No way, unless you stumbled upon one in an attic. The company stopped producing the catalogue in 1993 in response to retailing trends. It marked the end of an era.
Georgia writer Harry Crews remembers the catalogue and in a way the catalogue made him who he is. “In the minds of most people, the Sears, Roebuck catalogue is a kind of low joke associated with outhouses. God knows the catalogue sometimes ended up in the outhouse, but more often it did not. All the farmers, black and white, kept dried corncobs beside their double-seated thrones, and the cobs served the purpose for which they were put there with all possible efficiency and comfort.
“The Sears, Roebuck catalogue was much better used as a Wish Book, which it was called by the people out in the country, who would never be able to order anything out of it, but could at their leisure spend hours dreaming over.”
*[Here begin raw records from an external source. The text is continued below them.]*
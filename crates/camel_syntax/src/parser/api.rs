// ============================================================================
// Public API
// ============================================================================

/// Lex, merge and parse `source`.
///
/// Never fails: malformed input yields error nodes plus diagnostics in [`Parse::errors`].
#[tracing::instrument(skip_all, fields(source_len = source.len()))]
pub fn parse(source: &str, dialect: &Dialect) -> Parse {
    let lexed = lexer::lex(source, dialect);
    let tokens = merge(lexed.tokens);
    let mut parser = Parser::new(source, &tokens, dialect, &NeverCancel);
    parser.file();
    let (green, mut errors) = parser.finish();
    errors.extend(lexed.errors);
    Parse::new(green, errors, *dialect)
}

/// Like [`parse`], giving up with [`ParseError::Cancelled`] once `cancel` reports cancellation.
#[tracing::instrument(skip_all, fields(source_len = source.len()))]
pub fn parse_with_cancellation(
    source: &str,
    dialect: &Dialect,
    cancel: &dyn Cancellation,
) -> Result<Parse, ParseError> {
    let lexed = lexer::lex(source, dialect);
    if cancel.is_cancelled() {
        return Err(ParseError::Cancelled);
    }
    let tokens = merge(lexed.tokens);
    let mut parser = Parser::new(source, &tokens, dialect, cancel);
    parser.file();
    if parser.is_cancelled() {
        tracing::debug!("parse cancelled");
        return Err(ParseError::Cancelled);
    }
    let (green, mut errors) = parser.finish();
    errors.extend(lexed.errors);
    Ok(Parse::new(green, errors, *dialect))
}

/// Parse an already merged token stream whose ranges index into `source`.
#[tracing::instrument(skip_all, fields(token_count = tokens.len()))]
pub fn parse_tokens(source: &str, tokens: &[Token], dialect: &Dialect) -> Parse {
    let mut parser = Parser::new(source, tokens, dialect, &NeverCancel);
    parser.file();
    let (green, errors) = parser.finish();
    Parse::new(green, errors, *dialect)
}

/// Parse the tokens of one lazy block into a [`SyntaxKind::Block`] node.
///
/// `text` is the block's own text and token ranges are relative to it; so are the returned errors.
pub(crate) fn parse_block(text: &str, tokens: &[Token], dialect: &Dialect) -> (GreenNode, Vec<SyntaxError>) {
    let mut parser = Parser::new(text, tokens, dialect, &NeverCancel);
    parser.block();
    parser.finish()
}

/// Rebuild a [`SyntaxKind::LazyBlock`] from relexed tokens.
///
/// Returns `None` unless the tokens form exactly one closed `{ ... }`.
pub(crate) fn lazy_block_green(text: &str, tokens: &[Token], dialect: &Dialect) -> Option<GreenNode> {
    if tokens.first().map(|t| t.kind) != Some(SyntaxKind::LBrace) {
        return None;
    }
    let mut parser = Parser::new(text, tokens, dialect, &NeverCancel);
    let closed = parser.lazy_block();
    if !closed || parser.pos != tokens.len() {
        return None;
    }
    Some(parser.finish().0)
}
Crews heaps praise on the catalog. “The federal government ought to strike a medal for the Sears, Roebuck Company for sending all those catalogues to farming families, for bringing all that color and all that mystery and all that beauty into the lives of country people.”
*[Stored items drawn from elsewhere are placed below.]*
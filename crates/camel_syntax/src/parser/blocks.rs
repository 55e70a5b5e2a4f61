/// Lazy blocks.
///
/// A lazy block records its `{ ... }` tokens flat, counting only `{` and `}` to find its end. The statements inside
/// are parsed later by [`Parser::block`] when the block is expanded.
impl<'t> Parser<'t> {
    /// Record `{ ... }` as a [`SyntaxKind::LazyBlock`]. Returns whether the closing brace was found.
    fn lazy_block(&mut self) -> bool {
        if !self.at(SyntaxKind::LBrace) {
            let found = describe(self.current());
            self.error(format!("expected `{{`, found {found}"));
            return false;
        }
        let start = self.current_range().start();
        self.start_node(SyntaxKind::LazyBlock);
        let mut depth = 0usize;
        let mut closed = false;
        while let Some(token) = self.tokens.get(self.pos) {
            let kind = token.kind;
            if !TRIVIA.contains(kind) {
                self.last_end = token.range.end();
            }
            self.push_token(self.pos);
            self.pos += 1;
            match kind {
                SyntaxKind::LBrace => depth += 1,
                SyntaxKind::RBrace => {
                    depth = depth.saturating_sub(1);
                    if depth == 0 {
                        closed = true;
                        break;
                    }
                }
                _ => {}
            }
        }
        self.finish_node();
        if !closed {
            self.errors.push(
                SyntaxError::unterminated("unterminated block", TextRange::new(start, self.last_end))
                    .with_hint("add a closing `}`"),
            );
        }
        closed
    }
}
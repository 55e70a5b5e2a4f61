// ============================================================================
// Token classes and small helpers
// ============================================================================

/// Tokens that can begin an expression.
const EXPR_STARTS: TokenSet = TERM_STARTS
    .union(MOOSE_KEYWORDS)
    .union(SUB_LIKE_KEYWORDS)
    .union(TokenSet::new(&[SyntaxKind::LowNot, SyntaxKind::KwAsync]));

/// Expression starts that do not turn a preceding bare word into a list call.
const LIST_CALL_EXCLUDED: TokenSet = TokenSet::new(&[SyntaxKind::LBrace]);

/// Tokens after which a bare word or scalar following `print` is taken as the filehandle.
const FILEHANDLE_FOLLOWERS: TokenSet = QUOTE_LITERALS
    .union(SIGILS)
    .union(NUMBERS)
    .union(TokenSet::new(&[
        SyntaxKind::HeredocDeclaration,
        SyntaxKind::Identifier,
        SyntaxKind::PackageName,
        SyntaxKind::TagConstant,
    ]));

fn raw(kind: SyntaxKind) -> rowan::SyntaxKind {
    PerlLanguage::kind_to_raw(kind)
}

fn left_bp(prec: u8) -> u16 {
    u16::from(prec) * 2
}

fn slice(source: &str, range: TextRange) -> &str {
    source.get(usize::from(range.start())..usize::from(range.end())).unwrap_or("")
}

fn variable_kind(sigil: SyntaxKind) -> SyntaxKind {
    match sigil {
        SyntaxKind::ArraySigil => SyntaxKind::ArrayVariable,
        SyntaxKind::HashSigil => SyntaxKind::HashVariable,
        SyntaxKind::GlobSigil => SyntaxKind::GlobVariable,
        SyntaxKind::CodeSigil => SyntaxKind::CodeVariable,
        SyntaxKind::ArrayIndexSigil => SyntaxKind::ArrayIndexVariable,
        _ => SyntaxKind::ScalarVariable,
    }
}

fn declaration_kind(keyword: SyntaxKind) -> SyntaxKind {
    match keyword {
        SyntaxKind::KwOur => SyntaxKind::VariableDeclarationGlobal,
        SyntaxKind::KwLocal => SyntaxKind::VariableDeclarationLocal,
        _ => SyntaxKind::VariableDeclarationLexical,
    }
}

/// Human-readable name of a token kind for diagnostics.
fn describe(kind: SyntaxKind) -> String {
    use SyntaxKind::*;

    let punctuation = match kind {
        Eof => return "end of input".to_string(),
        LParen => "(",
        RParen => ")",
        LBracket | LBracketArray => "[",
        RBracket | RBracketArray => "]",
        LBrace | LBraceHash => "{",
        RBrace | RBraceHash => "}",
        Semicolon => ";",
        Colon => ":",
        _ => match keywords::as_str(kind).or_else(|| operators::as_str(kind)) {
            Some(spelling) => spelling,
            None => return kind.name().to_string(),
        },
    };
    format!("`{punctuation}`")
}
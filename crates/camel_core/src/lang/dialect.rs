//! Per-file dialect configuration.
//!
//! A [`Dialect`] enumerates which optional grammar extensions are active. It is resolved once per file by the caller
//! and handed to the lexer and parser; it never changes mid-parse.
//!
//! ## Examples
//! ```rust
//! use camel_core::lang::dialect::{Dialect, ObjectSystem, TryCatchDialect};
//!
//! let dialect = Dialect::new()
//!     .with_signatures(true)
//!     .with_try_catch(TryCatchDialect::Native)
//!     .with_object_system(ObjectSystem::Moose);
//! assert!(dialect.signatures);
//! assert!(dialect.allows(camel_core::lang::dialect::Feature::Moose));
//! ```

/// Which `try`/`catch` flavor is recognized.
#[derive(Debug, Clone, Copy, PartialEq, Eq, Hash, Default)]
pub enum TryCatchDialect {
    /// `try`/`catch` are plain identifiers.
    #[default]
    None,
    /// `use feature 'try'`: `try {} catch ($e) {} finally {}`.
    Native,
    /// `Try::Tiny` style: `try {} catch {} finally {};`.
    TryTiny,
}

/// Which object-system sugar is recognized.
#[derive(Debug, Clone, Copy, PartialEq, Eq, Hash, Default)]
pub enum ObjectSystem {
    #[default]
    None,
    /// `has`, `extends`, `with`, method modifiers, `super`, `inner`.
    Moose,
}

/// A single optional grammar extension, used to gate keywords.
#[derive(Debug, Clone, Copy, PartialEq, Eq, Hash)]
pub enum Feature {
    Signatures,
    TryCatch,
    AsyncAwait,
    Moose,
}

/// Grammar extensions active for one file.
#[derive(Debug, Clone, Copy, PartialEq, Eq, Hash, Default)]
pub struct Dialect {
    /// Subroutine signatures plus the `method` / `func` keywords.
    pub signatures: bool,
    pub try_catch: TryCatchDialect,
    /// `async sub` and `await`.
    pub async_await: bool,
    pub object_system: ObjectSystem,
    /// The file is an embedded-template document: text outside `<? ... ?>` is markup.
    pub template: bool,
}

impl Dialect {
    /// Plain Perl 5 without extensions.
    pub fn new() -> Self {
        Self::default()
    }

    /// Signatures, native try/catch and async/await.
    pub fn modern() -> Self {
        Self::new()
            .with_signatures(true)
            .with_try_catch(TryCatchDialect::Native)
            .with_async_await(true)
    }

    /// Embedded-template document.
    pub fn template() -> Self {
        Self::new().with_template(true)
    }

    pub fn with_signatures(mut self, enabled: bool) -> Self {
        self.signatures = enabled;
        self
    }

    pub fn with_try_catch(mut self, flavor: TryCatchDialect) -> Self {
        self.try_catch = flavor;
        self
    }

    pub fn with_async_await(mut self, enabled: bool) -> Self {
        self.async_await = enabled;
        self
    }

    pub fn with_object_system(mut self, system: ObjectSystem) -> Self {
        self.object_system = system;
        self
    }

    pub fn with_template(mut self, enabled: bool) -> Self {
        self.template = enabled;
        self
    }

    /// Return `true` if `feature` is enabled.
    pub fn allows(&self, feature: Feature) -> bool {
        match feature {
            Feature::Signatures => self.signatures,
            Feature::TryCatch => self.try_catch != TryCatchDialect::None,
            Feature::AsyncAwait => self.async_await,
            Feature::Moose => self.object_system == ObjectSystem::Moose,
        }
    }
}

#[cfg(test)]
mod tests {
    use super::*;

    #[test]
    fn test_default_is_plain_perl() {
        let dialect = Dialect::default();
        assert!(!dialect.signatures);
        assert_eq!(dialect.try_catch, TryCatchDialect::None);
        assert!(!dialect.async_await);
        assert_eq!(dialect.object_system, ObjectSystem::None);
        assert!(!dialect.template);
    }

    #[test]
    fn test_new_equals_default() {
        assert_eq!(Dialect::new(), Dialect::default());
    }

    #[test]
    fn test_modern_preset() {
        let dialect = Dialect::modern();
        assert!(dialect.allows(Feature::Signatures));
        assert!(dialect.allows(Feature::TryCatch));
        assert!(dialect.allows(Feature::AsyncAwait));
        assert!(!dialect.allows(Feature::Moose));
    }

    #[test]
    fn test_builder_chain() {
        let dialect = Dialect::template().with_try_catch(TryCatchDialect::TryTiny);
        assert!(dialect.template);
        assert!(dialect.allows(Feature::TryCatch));
    }
}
I agree. Strike a medal. I remember it myself, which dates me I suppose. I remember seeing it in my grandfather’s two-seater, the pages torn away in ragged layers. And I remember dreaming over shiny shotguns with mahogany-like stocks when visions of hunting occupied my small boy’s mind. And any man who’s not a liar will tell you he leafed through the women’s lingerie section. Thumbing through its pages was nothing less than an adventure in pure imagination and a journey through America. But it wasn’t all joy.
The Sears, Roebuck catalogue also brought a reality check into some homes. Crews said he first became fascinated with the Sears catalogue because all the people in its pages were perfect.
“Nearly everybody I knew had something missing, a finger cut off, a toe split, an ear half-chewed away, an eye clouded with blindness from a glancing fence staple. And if they didn’t have something missing, they were carrying scars from barbed wire, or knives, or fishhooks. But the people in the catalogue had no such hurts. They were not only whole, they had all their arms and legs and eyes on their unscarred bodies, but they were also beautiful. Their legs were straight and their heads were never bald and on their faces were looks of happiness, even joy, looks that I never saw much in the faces of people around me.”
No doubt, a family eking out a hardscrabble living found the catalogue a tormenting presence, a reminder of its standing in life, a reminder that there are “haves” and “have-nots” in this world. Crews, who grew up wretchedly poor in Bacon County, Georgia, wasn’t fooled by the beautiful models, perfect hair, pressed clothes, and the things companies do to make their products appear perfect and desirable.
“Young as I was, though” wrote Crews, “I had known for a long time that it was all a lie. I knew that under those fancy clothes there had to be scars, there had to be swellings and boils of one kind or another because there was no other way to live in the world … And it was out of this knowledge that I first began to make up stories about the people I found in the catalogue.”
Crews, using his rich imagination, figured all the beautiful catalogue people were related, not necessarily by blood, but they knew one another, and because they knew one another there had to be hard feelings, trouble between them off and on, violence, and hate between them as well as love. And though he couldn’t know it at the time, the stories he spun about the models in the catalogue jumpstarted a unique writing career.
While rich kids poured over the Wish Book knowing their wishes would come true, the catalogue offered Crews a creative escape from abject poverty. For others, its bright pages provided Christmas wrapping paper during tough times, a way to start a fire, and then there were those outhouses.
That was then. Today, Sears produces a scaled-down catalog, the Wish Book (actual name), but it’s just 187 pages, a fraction of its glory days self.
Remember the “big book” with fondness? Then thank Richard W. Sears for founding the R.W. Sears Watch Company in 1886. A year later, Alvah C. Roebuck came on board to repair watches. Sears sold his business in 1889 and a year later he and Roebuck founded a mail-order operation: Sears, Roebuck and Company, and that led to the first Wish Book in 1893.
It enjoyed a run of 100 years, a century of Americana, memories, and dreams. And for one Bacon County boy, its flawless people spurred his imagination to understand that somehow, even if you were a picture-perfect model, life nonetheless was hard, real, and filled with suffering.